» **The problem**
Your response should consist of every record, exactly as given.

(Records contained in a dataset)
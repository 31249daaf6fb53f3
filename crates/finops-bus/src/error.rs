//! Error types for the event transport.

use finops_core::Topic;
use thiserror::Error;

pub type BusResult<T> = Result<T, BusError>;

#[derive(Debug, Error)]
pub enum BusError {
    #[error("transport is closed")]
    Closed,

    #[error("group {group} already subscribed to {topic}")]
    AlreadySubscribed { topic: Topic, group: String },

    #[error("publish of {topic} for {recommendation} failed after {attempts} attempts: {reason}")]
    PublishFailed {
        topic: Topic,
        recommendation: String,
        attempts: u32,
        reason: String,
    },
}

» **Written solution**
repository 31249daaf6fb53f3
filename crates/finops-bus/src/error.rs
//! Error types for the event transport.

use finops_core::Topic;
use thiserror::Error;

pub type BusResult<T> = Result<T, BusError>;

#[derive(Debug, Error)]
pub enum BusError {
    #[error("transport is closed")]
    Closed,

    #[error("group {group} already subscribed to {topic}")]
    AlreadySubscribed { topic: Topic, group: String },

    #[error("publish of {topic} for {recommendation} failed after {attempts} attempts: {reason}")]
    PublishFailed {
        topic: Topic,
        recommendation: String,
        attempts: u32,
        reason: String,
    },
}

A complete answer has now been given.